-- DATASET CONTENT follows --
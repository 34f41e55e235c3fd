//! Builder for extracting boundary conditions, loads and the load program
//! from input decks.
//!
//! - `*BOUNDARY`: `node or nset, first dof[, last dof[, value]]`
//! - `*CLOAD`: `node or nset, dof, magnitude`
//! - `*DLOAD`: `element or elset, Pn, pressure`
//! - `*STATIC`: `initial increment, total time`
//!
//! Dof 3 and above have no in-plane meaning and are ignored.

use epfem_inp::{Card, Deck, parse_field};

use crate::boundary_conditions::{
    BcLocation, BoundaryConditions, ConcentratedLoad, Direction, DisplacementBC, EdgeLoad,
};
use crate::error::{Result, SolverError};
use crate::mesh::Mesh;
use crate::sets::Sets;

/// Builds boundary conditions from a parsed input deck
pub struct BCBuilder<'a> {
    bcs: BoundaryConditions,
    sets: &'a Sets,
    mesh: &'a Mesh,
    errors: Vec<String>,
}

impl<'a> BCBuilder<'a> {
    pub fn new(sets: &'a Sets, mesh: &'a Mesh) -> Self {
        Self {
            bcs: BoundaryConditions::new(),
            sets,
            mesh,
            errors: Vec::new(),
        }
    }

    /// Build boundary conditions from the given deck
    pub fn build_from_deck(deck: &Deck, sets: &'a Sets, mesh: &'a Mesh) -> Result<BoundaryConditions> {
        let mut builder = Self::new(sets, mesh);
        builder.process_deck(deck)?;
        Ok(builder.bcs)
    }

    fn process_deck(&mut self, deck: &Deck) -> Result<()> {
        for card in &deck.cards {
            match card.keyword.as_str() {
                "BOUNDARY" => self.process_boundary_card(card)?,
                "CLOAD" => self.process_cload_card(card)?,
                "DLOAD" => self.process_dload_card(card)?,
                _ => {}
            }
        }

        if !self.errors.is_empty() {
            return Err(SolverError::Configuration(format!(
                "BC building encountered {} errors:\n{}",
                self.errors.len(),
                self.errors.join("\n")
            )));
        }
        Ok(())
    }

    /// A node id or the members of a node set.
    fn resolve_nodes(&mut self, field: &str, keyword: &str) -> Option<Vec<i32>> {
        if let Ok(id) = field.parse::<i32>() {
            return Some(vec![id]);
        }
        match self.sets.get_nodes(field) {
            Some(nodes) => Some(nodes.to_vec()),
            None => {
                self.errors
                    .push(format!("Unknown node or node set in {}: {}", keyword, field));
                None
            }
        }
    }

    fn resolve_elements(&mut self, field: &str, keyword: &str) -> Option<Vec<i32>> {
        if let Ok(id) = field.parse::<i32>() {
            return Some(vec![id]);
        }
        match self.sets.get_elements(field) {
            Some(elements) => Some(elements.to_vec()),
            None => {
                self.errors
                    .push(format!("Unknown element or element set in {}: {}", keyword, field));
                None
            }
        }
    }

    fn process_boundary_card(&mut self, card: &Card) -> Result<()> {
        for fields in card.data_fields() {
            if fields.len() < 2 {
                self.errors.push(format!(
                    "Invalid BOUNDARY line (expected at least 2 fields): {}",
                    fields.join(", ")
                ));
                continue;
            }

            let Some(nodes) = self.resolve_nodes(fields[0], "BOUNDARY") else {
                continue;
            };
            let first_dof: usize = parse_field(card, fields[1], "first dof")?;
            let last_dof: usize = match fields.get(2) {
                Some(f) if !f.is_empty() => parse_field(card, f, "last dof")?,
                _ => first_dof,
            };
            let value: f64 = match fields.get(3) {
                Some(f) if !f.is_empty() => parse_field(card, f, "prescribed value")?,
                _ => 0.0,
            };

            let mut ux = None;
            let mut uy = None;
            for dof in first_dof..=last_dof {
                match Direction::from_deck_dof(dof) {
                    Some(Direction::X) => ux = Some(value),
                    Some(Direction::Y) => uy = Some(value),
                    None => {}
                }
            }
            if ux.is_none() && uy.is_none() {
                continue;
            }

            for node in nodes {
                self.bcs
                    .add_displacement_bc(DisplacementBC::new(BcLocation::Node(node), ux, uy));
            }
        }
        Ok(())
    }

    fn process_cload_card(&mut self, card: &Card) -> Result<()> {
        for fields in card.data_fields() {
            if fields.len() < 3 {
                self.errors.push(format!(
                    "Invalid CLOAD line (expected at least 3 fields): {}",
                    fields.join(", ")
                ));
                continue;
            }

            let Some(nodes) = self.resolve_nodes(fields[0], "CLOAD") else {
                continue;
            };
            let dof: usize = parse_field(card, fields[1], "dof")?;
            let magnitude: f64 = parse_field(card, fields[2], "magnitude")?;
            let Some(direction) = Direction::from_deck_dof(dof) else {
                continue;
            };

            for node in nodes {
                self.bcs
                    .add_concentrated_load(ConcentratedLoad::new(node, direction, magnitude));
            }
        }
        Ok(())
    }

    /// Edge pressure `Pn` on face `n` of the element. Faces follow the
    /// connectivity: quads 1-2, 2-3, 3-4, 4-1; triangles 1-2, 2-3, 3-1.
    fn process_dload_card(&mut self, card: &Card) -> Result<()> {
        for fields in card.data_fields() {
            if fields.len() < 3 {
                self.errors.push(format!(
                    "Invalid DLOAD line (expected at least 3 fields): {}",
                    fields.join(", ")
                ));
                continue;
            }

            let Some(elements) = self.resolve_elements(fields[0], "DLOAD") else {
                continue;
            };
            let label = fields[1].to_ascii_uppercase();
            let Some(face) = label
                .strip_prefix('P')
                .and_then(|n| n.parse::<usize>().ok())
            else {
                self.errors.push(format!(
                    "Unsupported DLOAD label {} (only edge pressure Pn)",
                    fields[1]
                ));
                continue;
            };
            let pressure: f64 = parse_field(card, fields[2], "pressure")?;

            for id in elements {
                let Some(element) = self.mesh.get_element(id) else {
                    self.errors
                        .push(format!("DLOAD references non-existent element {}", id));
                    continue;
                };
                let n = element.nodes.len();
                if face == 0 || face > n {
                    self.errors.push(format!(
                        "DLOAD face P{} does not exist on element {} with {} nodes",
                        face, id, n
                    ));
                    continue;
                }
                let edge = [element.nodes[face - 1], element.nodes[face % n]];
                self.bcs.add_edge_load(EdgeLoad::pressure(id, edge, pressure));
            }
        }
        Ok(())
    }
}

/// Load program from the first `*STATIC` card: `[0, dt/T, 2 dt/T, ..., 1]`.
///
/// Returns `None` when the deck has no `*STATIC` data line. A total time that
/// is not a multiple of the increment ends with a shorter last step.
pub fn load_program_from_deck(deck: &Deck) -> Result<Option<Vec<f64>>> {
    let mut cards = deck.cards_named("STATIC");
    let Some(card) = cards.next() else {
        return Ok(None);
    };
    if cards.next().is_some() {
        eprintln!("warning: several *STATIC steps found, only the first defines the load program");
    }

    let Some(fields) = card.data_fields().into_iter().next() else {
        return Ok(None);
    };
    let initial: f64 = match fields.first() {
        Some(f) if !f.is_empty() => parse_field(card, f, "initial increment")?,
        _ => return Ok(None),
    };
    let total: f64 = match fields.get(1) {
        Some(f) if !f.is_empty() => parse_field(card, f, "total time")?,
        _ => 1.0,
    };

    if !(initial > 0.0) || !(total > 0.0) || !initial.is_finite() || !total.is_finite() {
        return Err(SolverError::Configuration(format!(
            "*STATIC increment {} and total time {} must be positive",
            initial, total
        )));
    }

    let steps = ((total / initial) - 1e-9).ceil().max(1.0) as usize;
    let mut program: Vec<f64> = (0..steps).map(|i| i as f64 * initial / total).collect();
    program.push(1.0);
    Ok(Some(program))
}

#[cfg(test)]
mod tests {
    use super::*;
    use crate::mesh_builder::MeshBuilder;

    const MESH: &str = r#"
*NODE, NSET=NALL
1, 0.0, 0.0
2, 2.0, 0.0
3, 2.0, 1.0
4, 0.0, 1.0
*NSET, NSET=LEFT
1, 4
*ELEMENT, TYPE=CPS4, ELSET=PLATE
1, 1, 2, 3, 4
"#;

    fn build(extra: &str) -> Result<BoundaryConditions> {
        let deck = Deck::parse_str(&format!("{MESH}{extra}")).unwrap();
        let sets = Sets::build_from_deck(&deck).unwrap();
        let mesh = MeshBuilder::build_from_deck(&deck).unwrap();
        BCBuilder::build_from_deck(&deck, &sets, &mesh)
    }

    #[test]
    fn boundary_dof_ranges_map_to_directions() {
        let bcs = build("*BOUNDARY\nLEFT, 1\n1, 1, 3\n2, 2, 2, 0.05\n4, 3, 6\n").unwrap();

        // LEFT expands to two entries, node 4 dof 3-6 is ignored
        assert_eq!(bcs.displacement_bcs.len(), 4);
        assert_eq!(
            bcs.displacement_bcs[0],
            DisplacementBC::new(BcLocation::Node(1), Some(0.0), None)
        );
        assert_eq!(bcs.displacement_bcs[2], DisplacementBC::fixed(BcLocation::Node(1)));
        assert_eq!(
            bcs.displacement_bcs[3],
            DisplacementBC::new(BcLocation::Node(2), None, Some(0.05))
        );
    }

    #[test]
    fn cload_resolves_sets() {
        let bcs = build("*CLOAD\nLEFT, 2, -1.5\n3, 1, 10.0\n3, 3, 1.0\n").unwrap();
        assert_eq!(bcs.concentrated_loads.len(), 3);
        assert_eq!(bcs.concentrated_loads[2], ConcentratedLoad::new(3, Direction::X, 10.0));
    }

    #[test]
    fn dload_picks_element_edges() {
        let bcs = build("*DLOAD\nPLATE, P2, 4.0\n1, P4, 1.0\n").unwrap();
        assert_eq!(bcs.edge_loads[0], EdgeLoad::pressure(1, [2, 3], 4.0));
        assert_eq!(bcs.edge_loads[1], EdgeLoad::pressure(1, [4, 1], 1.0));

        assert!(build("*DLOAD\n1, P5, 1.0\n").is_err());
        assert!(build("*DLOAD\n1, BX, 1.0\n").is_err());
    }

    #[test]
    fn unknown_sets_are_reported() {
        let err = build("*BOUNDARY\nRIGHT, 1, 2\n").unwrap_err();
        assert!(err.to_string().contains("Unknown node or node set in BOUNDARY: RIGHT"));
    }

    #[test]
    fn static_card_defines_load_program() {
        let deck = Deck::parse_str("*STEP\n*STATIC\n0.25, 1.0\n*END STEP\n").unwrap();
        assert_eq!(
            load_program_from_deck(&deck).unwrap(),
            Some(vec![0.0, 0.25, 0.5, 0.75, 1.0])
        );

        let uneven = Deck::parse_str("*STATIC\n0.4, 1.0\n").unwrap();
        let program = load_program_from_deck(&uneven).unwrap().unwrap();
        assert_eq!(program.len(), 4);
        assert!((program[2] - 0.8).abs() < 1e-12);
        assert_eq!(program[3], 1.0);

        let none = Deck::parse_str("*STEP\n*STATIC\n").unwrap();
        assert_eq!(load_program_from_deck(&none).unwrap(), None);

        let bad = Deck::parse_str("*STATIC\n-0.1, 1.0\n").unwrap();
        assert!(load_program_from_deck(&bad).is_err());
    }
}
-- DATASET CONTENT concluded --
WHAT YOU ARE ASKED TO DO - Once the line with "references non-existent element" is found in the records above, print exactly that line and every line after it through the line with "if face == 0".

EXERCISE RESPONSE -
                        .push(format!("DLOAD references non-existent element {}", id));
                    continue;
                };
                let n = element.nodes.len();
                if face == 0 || face > n {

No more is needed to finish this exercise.